• [Assignment]: Each entry below must be repeated word for word.

··· Material shown ···

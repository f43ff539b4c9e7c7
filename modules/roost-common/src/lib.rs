pub mod config;
pub mod error;

pub use config::Config;
pub use error::HarvestError;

···

• [Solution to this problem]:
repository f43ff539b4c9e7c7
filename modules/roost-common/src/lib.rs
pub mod config;
pub mod error;

pub use config::Config;
pub use error::HarvestError;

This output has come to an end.